Stefan Mandel, 80, fled the country 18 years ago after being indicted for running a fraudulent lottery business; now, the Romanian-born mathematician, who developed a winning algorithm, says he is ready to return
Stefan Mandel, a Jewish mathematician hit the jackpot price in lotto for the first time at the age of 24 in his native Romania thanks to an algorithm that he claims took him five years to develop. Following his win, he made aliyah to Israel where he got married and had two children.
Following a brief stint in the Jewish state, the mathematician and his family moved to Australia, where he became a citizen. In the land down under, he managed to crack the algorithm of the local lottery systems and won the jackpot an astounding 12 times.
He started a business generating algorithms for various lottery systems around the world, primarily in the British Commonwealth and the United States, which won him an army of clients.
In 1996 Mandel and his associate opened a cooperative lottery business, called “Moon-dragon.” The two founders have reportedly convinced thousands of people to financially support their organization in exchange for a chance to win land on the island nation of Vanuatu in the South Pacific.
In the early 2000s, he came back to Israel to replicate his business success but found himself under scrutiny by the Israel Securities Authority.
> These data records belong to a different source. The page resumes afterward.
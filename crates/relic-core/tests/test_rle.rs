/*
 * Copyright (c) 2023.
 *
 * This software is free software;
 *
 * You can redistribute it or modify it under terms of the MIT, Apache License or Zlib license
 */

use relic_core::bytestream::{ByteCursor, ByteReader};
use relic_core::errors::{DecodeErrorKind, RleErrors};
use relic_core::rle::{decode_byte_run, PacketRle};

#[test]
fn byte_run_repeat_then_literal() {
    // 0xFE repeats the next byte three times, 0x01 copies two literals
    let data = [0xFE, 0xAA, 0x01, 0x10, 0x20];
    let mut reader = ByteReader::new(ByteCursor::new(&data[..]));
    let mut out = [0_u8; 5];

    decode_byte_run(&mut reader, &mut out).unwrap();

    assert_eq!(out, [0xAA, 0xAA, 0xAA, 0x10, 0x20]);
    assert_eq!(reader.position().unwrap(), 5);
}

#[test]
fn byte_run_longest_repeat() {
    let data = [0x80, 0x07];
    let mut reader = ByteReader::new(ByteCursor::new(&data[..]));
    let mut out = [0_u8; 129];

    decode_byte_run(&mut reader, &mut out).unwrap();

    assert!(out.iter().all(|x| *x == 0x07));
}

#[test]
fn byte_run_overrun_is_malformed() {
    // asks for four literals in a three byte row
    let data = [0x03, 1, 2, 3, 4];
    let mut reader = ByteReader::new(ByteCursor::new(&data[..]));
    let mut out = [0_u8; 3];

    let err = decode_byte_run(&mut reader, &mut out).unwrap_err();

    assert!(matches!(err, RleErrors::Overrun(4, 3)));
    assert_eq!(err.kind(), DecodeErrorKind::MalformedData);
}

#[test]
fn byte_run_repeat_overrun_is_malformed() {
    let data = [0xFD, 0x55];
    let mut reader = ByteReader::new(ByteCursor::new(&data[..]));
    let mut out = [0_u8; 3];

    let err = decode_byte_run(&mut reader, &mut out).unwrap_err();
    assert!(matches!(err, RleErrors::Overrun(4, 3)));
}

#[test]
fn byte_run_truncated_stream() {
    let data = [0x04, 1, 2];
    let mut reader = ByteReader::new(ByteCursor::new(&data[..]));
    let mut out = [0_u8; 5];

    let err = decode_byte_run(&mut reader, &mut out).unwrap_err();
    assert_eq!(err.kind(), DecodeErrorKind::Truncated);
}

#[test]
fn packets_span_row_boundaries() {
    // raw packet of two pixels, then a run of four pixels
    let data = [0x01, 0x0A, 0x0B, 0x83, 0x0C];
    let mut reader = ByteReader::new(ByteCursor::new(&data[..]));
    let mut rle = PacketRle::new();

    let mut first = [0_u8; 3];
    let mut second = [0_u8; 3];

    rle.fill_row(&mut reader, &mut first, 1).unwrap();
    assert!(rle.is_pending());
    rle.fill_row(&mut reader, &mut second, 1).unwrap();

    assert_eq!(first, [0x0A, 0x0B, 0x0C]);
    assert_eq!(second, [0x0C, 0x0C, 0x0C]);
    assert!(!rle.is_pending());
}

#[test]
fn raw_packet_spans_rows_with_wide_pixels() {
    // raw packet of three 2 byte pixels across two rows of two pixels,
    // then a run of one pixel
    let data = [0x02, 1, 2, 3, 4, 5, 6, 0x80, 7, 8];
    let mut reader = ByteReader::new(ByteCursor::new(&data[..]));
    let mut rle = PacketRle::new();

    let mut first = [0_u8; 4];
    let mut second = [0_u8; 4];

    rle.fill_row(&mut reader, &mut first, 2).unwrap();
    rle.fill_row(&mut reader, &mut second, 2).unwrap();

    assert_eq!(first, [1, 2, 3, 4]);
    assert_eq!(second, [5, 6, 7, 8]);
}

#[test]
fn packet_truncated_stream() {
    let data = [0x03, 1, 2];
    let mut reader = ByteReader::new(ByteCursor::new(&data[..]));
    let mut rle = PacketRle::new();
    let mut row = [0_u8; 4];

    let err = rle.fill_row(&mut reader, &mut row, 1).unwrap_err();
    assert_eq!(err.kind(), DecodeErrorKind::Truncated);
}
Mandel was interrogated, made bail and once indicted left his wife and children in Israel and in fled to London back in 2002.
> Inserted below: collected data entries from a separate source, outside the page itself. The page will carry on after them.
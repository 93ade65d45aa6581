/*
 * Copyright (c) 2023.
 *
 * This software is free software;
 *
 * You can redistribute it or modify it under terms of the MIT, Apache License or Zlib license
 */

use std::collections::HashMap;
use std::fs::read;
use std::path::Path;

use relic_core::bytestream::ByteCursor;
use relic_core::options::DecoderOptions;

use crate::{fixtures, image_hash, TestEntry};

#[test]
#[allow(clippy::uninlined_format_args)]
fn test_fixtures() {
    let file = Path::new(env!("CARGO_MANIFEST_DIR")).join("tests/fixtures.json");

    let json_file = read(file).unwrap();

    let entries: Vec<TestEntry> = serde_json::from_slice(&json_file).unwrap();

    let mut hashes = HashMap::new();
    let mut error = false;
    let mut failed = Vec::new();

    for entry in &entries {
        let (format, data) = fixtures::by_name(&entry.name)
            .unwrap_or_else(|| panic!("No fixture named {}", entry.name));

        assert_eq!(format, entry.format, "{}", entry.name);

        let image = format
            .decode(&mut ByteCursor::new(&data), DecoderOptions::default())
            .unwrap();

        let found = (
            image.width(),
            image.height(),
            format!("{:?}", image.pixel_format())
        );
        let expected = (entry.width, entry.height, entry.pixel_format.clone());

        if found != expected {
            error = true;
            failed.push(entry.to_owned());
            eprintln!(
                "Layout mismatch for {}\nExpected {:?} but found {:?}\n",
                entry.name, expected, found
            );
        }
        hashes.insert(entry.name.clone(), image_hash(&image));
    }
    for entry in &entries {
        if let Some(other) = &entry.same_as {
            let expected = hashes[other];
            let found = hashes[&entry.name];

            if expected != found {
                error = true;
                failed.push(entry.to_owned());
                eprintln!(
                    "Hash mismatch for {}\nExpected the pixels of {} ({}) but found {}\n",
                    entry.name, other, expected, found
                );
            }
        }
    }
    if error {
        panic!("Errors found during test decoding\n {:#?}", failed);
    }
}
In 2004, Mandel was convicted on fraud charges, as he and his partner failed to give their investors the actual odds of winning, and sentenced to 10 months in prison in addition to a fine of NIS 100,000 ($29,000).
Although he has not been back to the country since, Mandel says he is ready to come back and has apparently already purchased plane tickets for sometime this April.
Over the years, Mandel tried multiple times to appeal his sentence, but since he’s defined as a fugitive of the state, his appeals have been turned down almost as soon as they were filed.
“The petitioner [Mandel] has been a fugitive for a long time,” said Deputy Chief Justice of the Supreme Court Hanan Melcer. “As a fugitive he does not deserve his appeals to be considered by the Supreme Court.”
Melcer, however, believes that Mandel shouldn’t have been convicted or sentenced since he was not present in court. “It was not right to sentence Mandel to prison since he wasn’t present at the trial,” said the judge.
The deputy chief justice said that should the 80-year-old return to Israel, he will be granted 30 days of immunity from prosecution, during which he is free to ask for a retrial and present any new evidence to the court.
“Stefan Mandel is coming back to Israel and is equipped with new evidence that will surly see him acquitted,” said Mandel’s lawyer, ” we are eager to see a retrial and have justice finally served.”
Mandel has recently declined the prosecutor’s offer to convert jail time to community service, claiming he has new evidence that will prove his innocence.